Частенько под вечер Сидор Африканыч, медленно и степенно шагая, заложив руки за спину, направлялся к бывшей Дворянской улице, где расположена была его усадьба, занятая теперь дыровским парткомом. Дойдя до нее, Сидор Африканыч на минуту останавливался, бросал на нее короткий, подозрительный взгляд (словно хотел этим сказать: «Что, не унесли еще, терпишь еще?…»), потом переходил наискосок на противоположный тротуар и садился на скамеечку подле чьих-то чужих ворот. Оттуда он в течение получаса наблюдал свое имущество.

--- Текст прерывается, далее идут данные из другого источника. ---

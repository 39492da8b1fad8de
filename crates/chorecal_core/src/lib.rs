//! Core domain logic for the chore calendar.
//! This crate is the single source of truth for chore state and persistence.

pub mod logging;
pub mod model;
pub mod query;
pub mod snapshot;
pub mod storage;
pub mod store;

pub use logging::{default_log_level, init_logging, logging_status};
pub use model::chore::{
    clamp_to_millis, Chore, ChoreDraft, ChoreId, ChorePatch, ChoreStatus, Priority,
};
pub use query::calendar::{chores_by_date, weekly_completion, WeekProgress};
pub use query::dashboard::{
    assignee_filter_options, filter_by_assignee, sort_by_priority, sort_soonest,
};
pub use snapshot::{decode, default_assignees, encode, StoreState, DEFAULT_ASSIGNEES, STORAGE_KEY};
pub use storage::{FileStorage, MemoryStorage, Storage, StorageError};
pub use store::chore_store::{ChoreStore, PersistError};

/// Returns the core crate version.
pub fn core_version() -> &'static str {
    env!("CARGO_PKG_VERSION")
}

#[cfg(test)]
mod tests {
    use super::core_version;

    #[test]
    fn version_is_not_empty() {
        assert!(!core_version().is_empty());
    }
}
//! Command-line front end for the chore calendar.
//!
//! # Responsibility
//! - Expose the store's mutations and the dashboard/calendar views as
//!   subcommands over a file-backed store.
//! - Own the user-facing validation the core does not duplicate (for
//!   example, requiring a non-empty title).

use chrono::{DateTime, NaiveDate, Utc};
use clap::{Parser, Subcommand};
use std::path::PathBuf;

use chorecal_core::{
    chores_by_date, clamp_to_millis, default_log_level, filter_by_assignee, init_logging,
    sort_by_priority, sort_soonest, weekly_completion, Chore, ChoreDraft, ChoreStatus, ChoreStore,
    FileStorage, Priority,
};

#[derive(Parser, Debug)]
#[command(name = "chorecal", about = "Household chore tracker", version)]
struct Cli {
    /// Directory holding the persisted snapshot.
    #[arg(long, default_value = ".", global = true)]
    data_dir: PathBuf,

    #[command(subcommand)]
    command: Commands,
}

#[derive(Debug, Clone, Subcommand)]
enum Commands {
    /// Add a chore.
    Add {
        title: String,
        #[arg(long, default_value = "")]
        description: String,
        #[arg(long, default_value = "")]
        assignee: String,
        /// Scheduled instant, RFC 3339 (e.g. 2024-06-10T09:00:00Z).
        #[arg(long, value_parser = parse_instant)]
        scheduled: Option<DateTime<Utc>>,
        #[arg(long, default_value = "medium", value_parser = parse_priority)]
        priority: Priority,
    },
    /// List chores, dashboard style.
    List {
        /// Only show chores assigned to this name (exact match).
        #[arg(long)]
        assignee: Option<String>,
        /// Sort order: soonest or priority.
        #[arg(long, default_value = "soonest", value_parser = parse_sort)]
        sort: SortOrder,
    },
    /// Advance a chore's status one step (pending -> in progress -> completed).
    Advance { id: String },
    /// Delete a chore.
    Delete { id: String },
    /// Manage the assignee set.
    Assignee {
        #[command(subcommand)]
        command: AssigneeCommands,
    },
    /// Show this week's completion progress.
    Progress,
    /// Show scheduled chores grouped by day.
    Calendar {
        /// Only show this day (YYYY-MM-DD).
        #[arg(long, value_parser = parse_day)]
        date: Option<NaiveDate>,
    },
}

#[derive(Debug, Clone, Subcommand)]
enum AssigneeCommands {
    /// Add a name to the assignee set (no-op when already present).
    Add { name: String },
    /// List the assignee set in order of first appearance.
    List,
}

#[derive(Debug, Clone, Copy, PartialEq, Eq)]
enum SortOrder {
    Soonest,
    Priority,
}

fn parse_instant(value: &str) -> Result<DateTime<Utc>, String> {
    DateTime::parse_from_rfc3339(value)
        // Clamped to the millisecond precision the snapshot keeps, so the
        // schedule shown after a reopen is the schedule that was entered.
        .map(|dt| clamp_to_millis(dt.with_timezone(&Utc)))
        .map_err(|err| format!("not an RFC 3339 timestamp: {err}"))
}

fn parse_day(value: &str) -> Result<NaiveDate, String> {
    NaiveDate::parse_from_str(value, "%Y-%m-%d")
        .map_err(|err| format!("not a YYYY-MM-DD date: {err}"))
}

fn parse_priority(value: &str) -> Result<Priority, String> {
    match value {
        "low" => Ok(Priority::Low),
        "medium" => Ok(Priority::Medium),
        "high" => Ok(Priority::High),
        other => Err(format!("unknown priority `{other}`; expected low|medium|high")),
    }
}

fn parse_sort(value: &str) -> Result<SortOrder, String> {
    match value {
        "soonest" => Ok(SortOrder::Soonest),
        "priority" => Ok(SortOrder::Priority),
        other => Err(format!("unknown sort `{other}`; expected soonest|priority")),
    }
}

fn status_glyph(status: ChoreStatus) -> &'static str {
    match status {
        ChoreStatus::Completed => "✓",
        ChoreStatus::InProgress => "◐",
        ChoreStatus::Pending => "○",
    }
}

fn print_chore_line(chore: &Chore) {
    let scheduled = chore
        .scheduled
        .map(|dt| dt.format("%Y-%m-%d %H:%M").to_string())
        .unwrap_or_else(|| "unscheduled".to_string());
    let assignee = if chore.assignee.is_empty() {
        "unassigned"
    } else {
        &chore.assignee
    };
    println!(
        "{} [{}] {}  ({}, {}, {})",
        status_glyph(chore.status),
        chore.id,
        chore.title,
        chore.priority.as_str(),
        assignee,
        scheduled
    );
}

/// Log directory under the system temp dir; always absolute, as
/// `init_logging` requires.
fn default_log_dir() -> PathBuf {
    std::env::temp_dir().join("chorecal").join("logs")
}

fn main() -> Result<(), Box<dyn std::error::Error>> {
    let cli = Cli::parse();

    // Logging is diagnostics only; a failed bootstrap must not block chores.
    if let Some(log_dir) = default_log_dir().to_str() {
        let _ = init_logging(default_log_level(), log_dir);
    }

    let mut store = ChoreStore::open(FileStorage::new(&cli.data_dir));

    match cli.command {
        Commands::Add {
            title,
            description,
            assignee,
            scheduled,
            priority,
        } => {
            if title.trim().is_empty() {
                return Err("title must not be empty".into());
            }
            let id = store.add(ChoreDraft {
                title,
                description,
                assignee,
                scheduled,
                priority,
                status: ChoreStatus::Pending,
            });
            println!("Added chore {id}");
        }
        Commands::List { assignee, sort } => {
            let chores = store.chores();
            let filtered: Vec<Chore> = match assignee.as_deref() {
                Some(name) => filter_by_assignee(chores, name)
                    .into_iter()
                    .cloned()
                    .collect(),
                None => chores.to_vec(),
            };
            let sorted = match sort {
                SortOrder::Soonest => sort_soonest(&filtered),
                SortOrder::Priority => sort_by_priority(&filtered),
            };
            if sorted.is_empty() {
                println!("No chores yet. Add one to get started.");
            }
            for chore in sorted {
                print_chore_line(chore);
            }
        }
        Commands::Advance { id } => {
            if store.get(&id).is_none() {
                return Err(format!("no chore with id `{id}`").into());
            }
            store.advance_status(&id);
            let chore = store.get(&id).expect("chore was present before advance");
            println!("{} is now {}", chore.title, chore.status.as_str());
        }
        Commands::Delete { id } => {
            if store.get(&id).is_none() {
                return Err(format!("no chore with id `{id}`").into());
            }
            store.delete(&id);
            println!("Deleted chore {id}");
        }
        Commands::Assignee { command } => match command {
            AssigneeCommands::Add { name } => {
                if name.trim().is_empty() {
                    return Err("name must not be empty".into());
                }
                store.add_assignee(name);
                println!("Assignees: {}", store.assignees().join(", "));
            }
            AssigneeCommands::List => {
                for name in store.assignees() {
                    println!("{name}");
                }
            }
        },
        Commands::Progress => {
            let progress = weekly_completion(store.chores(), Utc::now());
            println!(
                "This week's completion: {} / {} chores ({}% done)",
                progress.completed, progress.total, progress.percent
            );
        }
        Commands::Calendar { date } => {
            let mut grouped = chores_by_date(store.chores());
            if let Some(day) = date {
                grouped.retain(|grouped_day, _| *grouped_day == day);
                if grouped.is_empty() {
                    println!("No chores on {day}.");
                }
            } else if grouped.is_empty() {
                println!("No scheduled chores.");
            }
            for (day, chores) in grouped {
                println!("{}", day.format("%A, %B %e %Y"));
                for chore in chores {
                    print_chore_line(chore);
                }
            }
        }
    }

    Ok(())
}
//! claude-collab HTTP surface: session API, WebSocket attach, preview proxy
//! and static pages.

pub mod api;
pub mod connection;
pub mod error;
pub mod proxy;
pub mod state;

use axum::routing::{any, get, post};
use axum::Router;
use tower_http::services::{ServeDir, ServeFile};
use tower_http::trace::TraceLayer;

pub use state::{Admission, AppState};

/// Build the full router. The caller serves it with
/// `into_make_service_with_connect_info::<SocketAddr>()` so WebSocket
/// admission can see the peer address.
pub fn build_router(state: AppState) -> Router {
    let mut router = Router::new()
        .route(
            "/api/sessions",
            get(api::list_sessions).post(api::create_session),
        )
        .route(
            "/api/sessions/:id",
            get(api::get_session).delete(api::end_session),
        )
        .route("/api/sessions/:id/restart", post(api::restart_session))
        .route("/ws/:id", get(connection::ws_handler))
        .route("/preview/:id", any(proxy::preview_redirect))
        .route("/preview/:id/", any(proxy::preview_root))
        .route("/preview/:id/*rest", any(proxy::preview_path));

    if let Some(dir) = &state.public_dir {
        router = router
            .route_service("/s/:id", ServeFile::new(dir.join("session.html")))
            .fallback_service(ServeDir::new(dir));
    }

    router.layer(TraceLayer::new_for_http()).with_state(state)
}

О чем только он не думал в эти минуты! Поистине, это походило на тайное, запрещенное свидание двух разлученных, которые, однако, могут только созерцать друг друга, но не вольны о чем-нибудь друг другу поведать…
Конечно, можно жить воспоминаниями, можно думать вот об этом самом широком, просторном доме так, как будто бы ничего в России, в Дыровске, у него самого, Сыроколотова, в семье не изменилось, как будто не только не было на этом покорившемся доме пыльной красной вывески, заградившей к нему доступ, но не было и того приезжего купца — последнего владельца этой усадьбы, купившего ее и тем самим спасшего его, Сидора Африканыча, от постыдного банкротства.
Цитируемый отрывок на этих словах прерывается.